**INSTRUCTIONS TO FOLLOW**
Once the line containing "pub fn parse_document_str(xml: &str, run_selector: &str)" is found in the records below, return it and each following line exactly, up to and including the line containing "if let Some(level)", and nothing else.

#### MATERIAL PROVIDED

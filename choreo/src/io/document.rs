//! Action document (`RobotAction.xml`) loader.
//!
//! The document holds one `<OpMode id="...">` section per run-selector. Only
//! the requested section is read. Parameter elements follow a fixed order;
//! text, whitespace and comment nodes never take part in ordering or counting.

use std::collections::HashSet;
use std::fs;
use std::path::Path;
use std::str::FromStr;

use roxmltree::{Document, Node};
use tracing::{debug, info, instrument};

use crate::core::action::{ActionStep, is_branch_marker};
use crate::core::errors::ConfigError;
use crate::core::run_config::{BranchTable, RunConfiguration};
use crate::core::types::{LogThreshold, Rect, StartingPose, TagId, Zone};
use crate::io::roi::parse_roi;

pub const ROOT_ELEMENT: &str = "RobotAction";
pub const OPMODE_ELEMENT: &str = "OpMode";

/// Load the configuration for `run_selector` from the document at `path`.
#[instrument(skip_all, fields(path = %path.display(), run = run_selector))]
pub fn parse_document(path: &Path, run_selector: &str) -> Result<RunConfiguration, ConfigError> {
    let contents = fs::read_to_string(path).map_err(|source| ConfigError::Io {
        path: path.to_path_buf(),
        source,
    })?;
    parse_document_str(&contents, run_selector)
}

/// Same as [`parse_document`] for an in-memory document.
pub fn parse_document_str(xml: &str, run_selector: &str) -> Result<RunConfiguration, ConfigError> {
    let doc = Document::parse(xml)?;
    let root = doc.root_element();
    if name(root) != ROOT_ELEMENT {
        return Err(ConfigError::MalformedStructure(format!(
            "expected root element <{ROOT_ELEMENT}>, found <{}>",
            name(root)
        )));
    }

    let op_mode = elements(root)
        .find(|node| name(*node) == OPMODE_ELEMENT && node.attribute("id") == Some(run_selector))
        .ok_or_else(|| ConfigError::NotFound(run_selector.to_string()))?;
    info!(run = run_selector, "extracting action data");

    let parameters = elements(op_mode)
        .next()
        .filter(|node| name(*node) == "parameters")
        .ok_or_else(|| {
            ConfigError::MalformedStructure("missing required <parameters> element".to_string())
        })?;
    let params = parse_parameters(parameters)?;

    let actions_node = elements(op_mode)
        .find(|node| name(*node) == "actions")
        .ok_or_else(|| ConfigError::MissingField("actions".to_string()))?;
    let (actions, branch_table) = parse_actions(actions_node)?;

    debug!(
        actions = actions.len(),
        branching = branch_table.is_some(),
        "action data extracted"
    );
    Ok(RunConfiguration {
        logging_threshold: params.logging_threshold,
        region_of_interest: params.region_of_interest,
        tags_of_interest: params.tags_of_interest,
        starting_pose: params.starting_pose,
        actions,
        branch_table,
    })
}

#[derive(Default)]
struct Parameters {
    logging_threshold: Option<LogThreshold>,
    starting_pose: Option<StartingPose>,
    region_of_interest: Rect,
    tags_of_interest: Vec<TagId>,
}

/// Optional children, in this order only: `lowest_logging_level`,
/// `starting_position`, `image_roi`, `vumarks`.
fn parse_parameters(node: Node<'_, '_>) -> Result<Parameters, ConfigError> {
    let mut params = Parameters::default();
    let mut rest = elements(node).peekable();

    if let Some(level) = rest.next_if(|n| name(*n) == "lowest_logging_level") {
        params.logging_threshold = parse_logging_threshold(level)?;
    }
    if let Some(position) = rest.next_if(|n| name(*n) == "starting_position") {
        params.starting_pose = Some(parse_starting_position(position)?);
    }
    if let Some(roi) = rest.next_if(|n| name(*n) == "image_roi") {
        params.region_of_interest = parse_roi(roi)?;
    }
    if let Some(tags) = rest.next_if(|n| name(*n) == "vumarks") {
        params.tags_of_interest = parse_tags(tags)?;
    }

    if let Some(extra) = rest.next() {
        return Err(ConfigError::UnexpectedElement {
            parent: "parameters".to_string(),
            element: name(extra).to_string(),
        });
    }
    Ok(params)
}

fn parse_logging_threshold(node: Node<'_, '_>) -> Result<Option<LogThreshold>, ConfigError> {
    let text = text_content(node);
    let text = text.trim();
    if text.is_empty() {
        return Ok(None);
    }
    text.parse()
        .map(Some)
        .map_err(|_| ConfigError::InvalidValue {
            field: "lowest_logging_level".to_string(),
            value: text.to_string(),
        })
}

fn parse_starting_position(node: Node<'_, '_>) -> Result<StartingPose, ConfigError> {
    let mut fields = elements(node);
    let x = parse_field(fields.next(), "x")?;
    let y = parse_field(fields.next(), "y")?;
    let heading = parse_field(fields.next(), "angle")?;
    Ok(StartingPose { x, y, heading })
}

fn parse_tags(node: Node<'_, '_>) -> Result<Vec<TagId>, ConfigError> {
    let mut tags = Vec::new();
    for element in elements(node) {
        let tag: TagId = name(element)
            .parse()
            .map_err(|_| ConfigError::UnknownEnumValue {
                kind: "vumark",
                name: name(element).to_string(),
            })?;
        if !tags.contains(&tag) {
            tags.push(tag);
        }
    }
    Ok(tags)
}

fn parse_actions(
    node: Node<'_, '_>,
) -> Result<(Vec<ActionStep>, Option<BranchTable>), ConfigError> {
    check_branch_markers(node)?;
    let mut actions = Vec::new();
    let mut branch_table = None;
    for element in elements(node) {
        let step = action_step(element);
        if step.is_branch_marker() {
            // Zone sequences are spliced into the stream at run time.
            branch_table = Some(parse_branch_table(element)?);
        }
        actions.push(step);
    }
    Ok((actions, branch_table))
}

fn parse_branch_table(node: Node<'_, '_>) -> Result<BranchTable, ConfigError> {
    debug!("processing target zones");
    let zone_nodes: Vec<_> = elements(node).collect();
    if zone_nodes.len() != Zone::ALL.len() {
        return Err(ConfigError::IncompleteBranchTable {
            found: zone_nodes.len(),
        });
    }

    let mut table = BranchTable::default();
    let mut seen = HashSet::new();
    for zone_node in zone_nodes {
        let zone: Zone = name(zone_node)
            .parse()
            .map_err(|_| ConfigError::UnknownEnumValue {
                kind: "target zone",
                name: name(zone_node).to_string(),
            })?;
        if !seen.insert(zone) {
            return Err(ConfigError::IncompleteBranchTable {
                found: Zone::ALL.len(),
            });
        }
        *table.slot_mut(zone) = collect_zone_actions(zone_node);
    }
    Ok(table)
}

/// At most one branch marker may appear at any depth under `actions`, and it
/// must be a direct child of `actions`.
fn check_branch_markers(actions: Node<'_, '_>) -> Result<(), ConfigError> {
    let mut markers = actions
        .descendants()
        .filter(|node| node.is_element() && is_branch_marker(name(*node)));
    let Some(marker) = markers.next() else {
        return Ok(());
    };
    if markers.next().is_some() {
        return Err(ConfigError::DuplicateBranch);
    }
    match marker.parent_element() {
        Some(parent) if parent == actions => Ok(()),
        parent => Err(ConfigError::UnexpectedElement {
            parent: parent.map_or("", name).to_string(),
            element: name(marker).to_string(),
        }),
    }
}

/// A zone with no children is valid: zero actions for that outcome.
fn collect_zone_actions(node: Node<'_, '_>) -> Vec<ActionStep> {
    elements(node).map(action_step).collect()
}

fn action_step(node: Node<'_, '_>) -> ActionStep {
    let mut step = ActionStep::new(name(node));
    for attribute in node.attributes() {
        step = step.with_attribute(attribute.name(), attribute.value());
    }
    step
}

/// Read the next ordered child, which must be named `field` and hold a
/// non-empty value of type `T`.
pub(crate) fn parse_field<T: FromStr>(
    next: Option<Node<'_, '_>>,
    field: &str,
) -> Result<T, ConfigError> {
    let node = next
        .filter(|node| name(*node) == field)
        .ok_or_else(|| ConfigError::MissingField(field.to_string()))?;
    let text = text_content(node);
    let text = text.trim();
    if text.is_empty() {
        return Err(ConfigError::MissingField(field.to_string()));
    }
    text.parse().map_err(|_| ConfigError::InvalidValue {
        field: field.to_string(),
        value: text.to_string(),
    })
}

pub(crate) fn elements<'a, 'input>(
    node: Node<'a, 'input>,
) -> impl Iterator<Item = Node<'a, 'input>> {
    node.children().filter(|child| child.is_element())
}

fn name<'a>(node: Node<'a, '_>) -> &'a str {
    node.tag_name().name()
}

fn text_content(node: Node<'_, '_>) -> String {
    node.descendants()
        .filter(|child| child.is_text())
        .filter_map(|child| child.text())
        .collect()
}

########

**ANSWER BELOW**
pub fn parse_document_str(xml: &str, run_selector: &str) -> Result<RunConfiguration, ConfigError> {
    let doc = Document::parse(xml)?;
    let root = doc.root_element();
    if name(root) != ROOT_ELEMENT {
        return Err(ConfigError::MalformedStructure(format!(
            "expected root element <{ROOT_ELEMENT}>, found <{}>",
            name(root)
        )));
    }

    let op_mode = elements(root)
        .find(|node| name(*node) == OPMODE_ELEMENT && node.attribute("id") == Some(run_selector))
        .ok_or_else(|| ConfigError::NotFound(run_selector.to_string()))?;
    info!(run = run_selector, "extracting action data");

    let parameters = elements(op_mode)
        .next()
        .filter(|node| name(*node) == "parameters")
        .ok_or_else(|| {
            ConfigError::MalformedStructure("missing required <parameters> element".to_string())
        })?;
    let params = parse_parameters(parameters)?;

    let actions_node = elements(op_mode)
        .find(|node| name(*node) == "actions")
        .ok_or_else(|| ConfigError::MissingField("actions".to_string()))?;
    let (actions, branch_table) = parse_actions(actions_node)?;

    debug!(
        actions = actions.len(),
        branching = branch_table.is_some(),
        "action data extracted"
    );
    Ok(RunConfiguration {
        logging_threshold: params.logging_threshold,
        region_of_interest: params.region_of_interest,
        tags_of_interest: params.tags_of_interest,
        starting_pose: params.starting_pose,
        actions,
        branch_table,
    })
}

#[derive(Default)]
struct Parameters {
    logging_threshold: Option<LogThreshold>,
    starting_pose: Option<StartingPose>,
    region_of_interest: Rect,
    tags_of_interest: Vec<TagId>,
}

/// Optional children, in this order only: `lowest_logging_level`,
/// `starting_position`, `image_roi`, `vumarks`.
fn parse_parameters(node: Node<'_, '_>) -> Result<Parameters, ConfigError> {
    let mut params = Parameters::default();
    let mut rest = elements(node).peekable();

    if let Some(level) = rest.next_if(|n| name(*n) == "lowest_logging_level") {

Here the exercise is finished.